Jeff Green | Jan 19, 2022


It is very very rare for us out here in the rural backwaters of Eastern Ontario to have any real idea what goes on in the back rooms of Queen's Park.

Decisions that are made in those back rooms have an impact on our lives, to be sure, but our interests are not generally considered at all when those decisions are made. And as far as we are from the halls of power, the decisions made in Toronto might as well be made on the moon, as far as we are concerned.

Where the latest COVID wave is concerned, we have more direct information, inferential to be sure, but direct nonetheless, about what the government knew and when.

And that tells us that they were still permitting shopping malls to be full and encouraging people to invite 25 sundry relatives to Christmas dinner weeks after they knew that the Omicron wave was upon us.

Because the Omicron wave started in Kingston in November and spread quickly to bedroom communities in South Frontenac and Loyalist township, the media in our region were regularly informed about how it changed everything about the way COVID was spreading. By early December we knew that cases were so widespread that contact tracing was no longer viable and the testing system could not keep up with demand.

As Kingston Frontenac Lennox and Addingto Public Health (KFLAPH) were faced with quickly develkoping public health orders to combat the spread in the face of silence from Public Health Ontario, Dr. Oglaza said that he was not working in a vaccuum, and Public Health Ontario was providing support.

Indeed, the measures that were taken locally all ended up being consistent with measures later taken provincially. As we all know, Dr. Oglaza's predecessor at KFLAPH, Dr. Kieran Moore, heads up Public Health Ontario.

By mid-December, Dr. Oglaza said that everyone who is not vaccinated agains COVID in KFL&A can expect to contract the virus '”by the end of January”.

Given what we know about how well versed Dr. Moore is in epidemiological data and the way COVID spreads under any and all circumstances, it is inconceivable that he, and Public Health Ontario, did not know in early December that the only way to slow down Omicron was to do decrease social interactions.

In our region, we did not need wait for restaurants to be closed down by the province. Restuarants began closing voluntarily, for safety and commercial regions. Our communities shut down, and the consequence is that our hospitals have not been overrun by Omicron.

On Monday, December 13, the situation was so clear that we ran the following assertion in an early morning online article “the Omicron wave will certainly have washed over our region and extended across Ontario well before the booster program can stop it.”

At that time, booster shots for people between 18 and 40 over were not scheduled to commence until January 4th.

Later that same day, Peter Juni, of the Ontario science table said on CBC radio that “we cannot vaccinate ourselves out of Omicron. It is spreading too rapidly. This is not modelling, this is math.”

The clear implication for Juni was that only social distancing would make a difference, and he also said that during that interview.
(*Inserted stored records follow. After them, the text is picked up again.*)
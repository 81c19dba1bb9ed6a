pub mod llm_service;
pub mod prompt_compiler;
pub mod prompt_template;
pub mod result_exporter;
pub mod summary_writer;

pub use llm_service::{LlmService, SummaryGenerator};
pub use prompt_compiler::PromptCompiler;
pub use summary_writer::SummaryWriter;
In fact, he used the interview to openly lobby for fresh restrictions to be imposed.

It took four more days for Public Health Ontario to restrict indoor gatherings to ten people and restrict shopping malls to 50% of capacity, which took effect on December 19th

And it was not until January 4th, that more extensive social restrictions were imposed in Ontario, after the Christmas season was over.
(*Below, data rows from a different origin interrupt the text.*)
use crate::error::{AppError, AppResult, FormatError};
use crate::models::competency::{self, column_kind};
use crate::models::record::{CellValue, ScoreTable};
use calamine::{Data, Reader, Xlsx};
use std::collections::HashMap;
use std::io::Cursor;
use std::path::Path;
use tokio::fs;
use tracing::{debug, warn};

/// 从 xlsx 字节流加载评分表
///
/// 读取第一个工作表，首行作为表头。不做结构校验：
/// 缺列、多列、越界分数都原样放行，只记录警告。
pub fn load_score_table(bytes: &[u8]) -> Result<ScoreTable, FormatError> {
    let mut workbook: Xlsx<_> = Xlsx::new(Cursor::new(bytes))?;

    let range = workbook
        .worksheet_range_at(0)
        .ok_or(FormatError::NoWorksheet)??;

    // Range 从第一个非空单元格开始，左侧空列需要补回
    let lead = range.start().map_or(0, |(_, col)| col as usize);
    let pad = |row: &[Data]| -> Vec<Data> {
        std::iter::repeat(Data::Empty)
            .take(lead)
            .chain(row.iter().cloned())
            .collect()
    };

    let mut rows = range.rows();
    let header = rows.next().ok_or(FormatError::EmptySheet)?;
    let columns = header_names(&pad(header));

    let records: Vec<Vec<CellValue>> = rows
        .map(|row| pad(row).iter().map(to_cell).collect())
        .collect();

    debug!("读取到 {} 列, {} 行", columns.len(), records.len());

    let table = ScoreTable::from_rows(columns, records);
    report_anomalies(&table);

    Ok(table)
}

/// 从文件加载评分表
pub async fn load_score_table_from_path(path: &Path) -> AppResult<ScoreTable> {
    let bytes = fs::read(path)
        .await
        .map_err(|e| AppError::io(path.display().to_string(), e))?;

    Ok(load_score_table(&bytes)?)
}

fn to_cell(data: &Data) -> CellValue {
    match data {
        Data::Empty => CellValue::Empty,
        Data::String(s) => CellValue::Text(s.clone()),
        Data::Float(f) => CellValue::Number(*f),
        Data::Int(i) => CellValue::Number(*i as f64),
        Data::Bool(b) => CellValue::Bool(*b),
        other => CellValue::Text(other.to_string()),
    }
}

/// 表头命名：空表头记为 `Unnamed: <列号>`，重名依次加 `.1`、`.2` 后缀
fn header_names(header: &[Data]) -> Vec<String> {
    let mut seen: HashMap<String, usize> = HashMap::new();

    header
        .iter()
        .enumerate()
        .map(|(idx, cell)| {
            let base = match to_cell(cell) {
                CellValue::Empty => format!("Unnamed: {}", idx),
                value => value.to_string(),
            };
            let count = seen.entry(base.clone()).or_insert(0);
            let name = if *count == 0 {
                base
            } else {
                format!("{}.{}", base, count)
            };
            *count += 1;
            name
        })
        .collect()
}

fn report_anomalies(table: &ScoreTable) {
    let missing = competency::missing_columns(table);
    if !missing.is_empty() {
        warn!("⚠️ 缺少 {} 个预期列: {}", missing.len(), missing.join(", "));
    }

    for (row_idx, record) in table.records().iter().enumerate() {
        for (column, value) in record.iter() {
            if !column_kind(column).is_some_and(|kind| kind.is_scored()) {
                continue;
            }
            match value.as_f64() {
                Some(score) if !competency::in_scale(score) => {
                    warn!("⚠️ 第 {} 行 {} 分数 {} 超出 1.0-5.0 范围", row_idx + 1, column, score);
                }
                None => {
                    warn!("⚠️ 第 {} 行 {} 不是数值: {}", row_idx + 1, column, value);
                }
                _ => {}
            }
        }
    }
}

#[cfg(test)]
mod tests {
    use super::*;
    use crate::services::prompt_compiler::compile;
    use crate::services::prompt_template::PROMPT_TEMPLATE;
    use crate::services::result_exporter::write_table;
    use rust_xlsxwriter::Workbook;

    #[test]
    fn test_out_of_range_and_text_scores_pass_through() {
        let table = ScoreTable::from_rows(
            vec!["Name".to_string(), "Growth".to_string()],
            vec![
                vec!["Dipsy".into(), 7.5.into()],
                vec!["Po".into(), "N/A".into()],
            ],
        );
        let bytes = write_table(&table, "Sheet1").unwrap();

        let loaded = load_score_table(&bytes).unwrap();

        assert_eq!(loaded.records()[0].get("Growth"), Some(&CellValue::Number(7.5)));
        assert_eq!(loaded.records()[1].get("Growth"), Some(&CellValue::from("N/A")));
        assert!(compile(PROMPT_TEMPLATE, &loaded.records()[0]).contains("# Growth: 7.5\n"));
        assert!(compile(PROMPT_TEMPLATE, &loaded.records()[1]).contains("# Growth: N/A\n"));
    }

    #[test]
    fn test_leading_empty_column_is_kept() {
        let mut workbook = Workbook::new();
        let sheet = workbook.add_worksheet();
        sheet.write_string(0, 1, "Name").unwrap();
        sheet.write_string(0, 2, "Growth").unwrap();
        sheet.write_string(1, 1, "Po").unwrap();
        sheet.write_number(1, 2, 3.0).unwrap();
        let bytes = workbook.save_to_buffer().unwrap();

        let loaded = load_score_table(&bytes).unwrap();

        assert_eq!(loaded.columns(), ["Unnamed: 0", "Name", "Growth"]);
        assert_eq!(loaded.records()[0].get("Unnamed: 0"), Some(&CellValue::Empty));
        assert_eq!(loaded.records()[0].get("Growth"), Some(&CellValue::Number(3.0)));
    }

    #[test]
    fn test_garbage_bytes_are_a_format_error() {
        let result = load_score_table(b"definitely not a zip archive");
        assert!(matches!(result, Err(FormatError::Unreadable(_))));
    }

    #[test]
    fn test_header_names_dedupe_and_unnamed() {
        let header = vec![
            Data::String("Name".to_string()),
            Data::Empty,
            Data::String("Name".to_string()),
            Data::Float(2024.0),
        ];
        assert_eq!(
            header_names(&header),
            vec!["Name", "Unnamed: 1", "Name.1", "2024"]
        );
    }

    #[test]
    fn test_to_cell() {
        assert_eq!(to_cell(&Data::Int(3)), CellValue::Number(3.0));
        assert_eq!(to_cell(&Data::Float(3.5)), CellValue::Number(3.5));
        assert_eq!(to_cell(&Data::Empty), CellValue::Empty);
        assert_eq!(to_cell(&Data::String("F".to_string())), CellValue::from("F"));
    }
}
And two weeks later, the hospitalisation rate and icu rate across the province has finally stopped growing after a month of daily increases.

Before the first Canadian COVID case, DR. Kieran Moore pulled restaurant inspectors from their regular work, and sent them to long term care facilities to make sure they were living up to existing regulations and new ones that were imposed when COVID actually arrived.

Dr. Moore knew that COVID-19 was going to hit residents of long-term care homes first and hardest.

He knew the data and he was able to correctly analyze the implications.

It is very hard, impossible in fact, to believe that he did not know what the impact of the Omicron variant was going to be in Ontario by the first week of December.

Yet it took three weeks for Public Health Ontario to introduce significant measures and fully 5 weeks before the Ontario government imposed the kind of measures that Peter Yuni was calling for on December 13.

The only conclusion I can come to is that the government of Ontario had other priorities, and those priorities were more important to them than acting on the information that was presented to them by Public Health officials.